§ Exercise objective: Count the lines in the entries that contain "crate". Say the number and nothing more.

§ Data for the task:
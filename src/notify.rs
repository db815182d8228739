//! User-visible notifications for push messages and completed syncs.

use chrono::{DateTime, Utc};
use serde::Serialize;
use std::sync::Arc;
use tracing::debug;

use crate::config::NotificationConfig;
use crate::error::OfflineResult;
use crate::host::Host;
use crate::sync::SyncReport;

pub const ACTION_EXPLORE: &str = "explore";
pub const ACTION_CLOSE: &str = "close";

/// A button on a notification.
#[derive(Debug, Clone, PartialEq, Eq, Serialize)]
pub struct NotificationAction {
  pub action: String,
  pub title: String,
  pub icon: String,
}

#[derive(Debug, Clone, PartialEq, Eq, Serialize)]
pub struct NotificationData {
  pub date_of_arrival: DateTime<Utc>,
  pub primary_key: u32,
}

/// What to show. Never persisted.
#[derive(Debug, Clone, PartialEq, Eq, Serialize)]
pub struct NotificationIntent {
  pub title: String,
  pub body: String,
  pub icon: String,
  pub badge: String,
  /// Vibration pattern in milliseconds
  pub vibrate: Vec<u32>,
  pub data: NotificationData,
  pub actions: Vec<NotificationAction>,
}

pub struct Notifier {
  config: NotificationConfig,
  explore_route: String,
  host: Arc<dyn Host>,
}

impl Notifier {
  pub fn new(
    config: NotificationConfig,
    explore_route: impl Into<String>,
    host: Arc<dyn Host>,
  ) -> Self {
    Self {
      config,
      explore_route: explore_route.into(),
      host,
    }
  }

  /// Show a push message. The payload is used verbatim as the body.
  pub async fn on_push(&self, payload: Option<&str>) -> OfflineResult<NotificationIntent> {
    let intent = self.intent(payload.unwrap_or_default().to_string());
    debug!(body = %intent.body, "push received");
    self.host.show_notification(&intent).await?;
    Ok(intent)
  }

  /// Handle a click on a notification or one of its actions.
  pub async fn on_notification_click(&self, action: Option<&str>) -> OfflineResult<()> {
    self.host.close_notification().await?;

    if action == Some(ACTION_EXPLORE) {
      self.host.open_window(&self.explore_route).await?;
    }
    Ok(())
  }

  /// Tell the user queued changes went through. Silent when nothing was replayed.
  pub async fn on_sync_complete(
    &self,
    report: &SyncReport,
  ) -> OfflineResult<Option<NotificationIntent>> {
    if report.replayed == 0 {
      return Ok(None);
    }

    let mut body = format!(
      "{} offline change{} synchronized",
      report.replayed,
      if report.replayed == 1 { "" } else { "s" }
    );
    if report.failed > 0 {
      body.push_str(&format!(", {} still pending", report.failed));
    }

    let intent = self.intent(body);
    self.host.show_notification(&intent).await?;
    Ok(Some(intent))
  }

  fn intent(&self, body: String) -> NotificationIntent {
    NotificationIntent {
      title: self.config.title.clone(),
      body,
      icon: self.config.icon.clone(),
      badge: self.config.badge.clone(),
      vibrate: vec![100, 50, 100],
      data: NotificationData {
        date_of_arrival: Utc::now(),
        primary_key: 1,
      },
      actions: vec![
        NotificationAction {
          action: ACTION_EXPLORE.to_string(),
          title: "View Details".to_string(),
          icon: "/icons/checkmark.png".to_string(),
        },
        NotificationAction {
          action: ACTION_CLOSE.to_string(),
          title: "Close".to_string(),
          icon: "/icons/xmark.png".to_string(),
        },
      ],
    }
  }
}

§ Task output: 4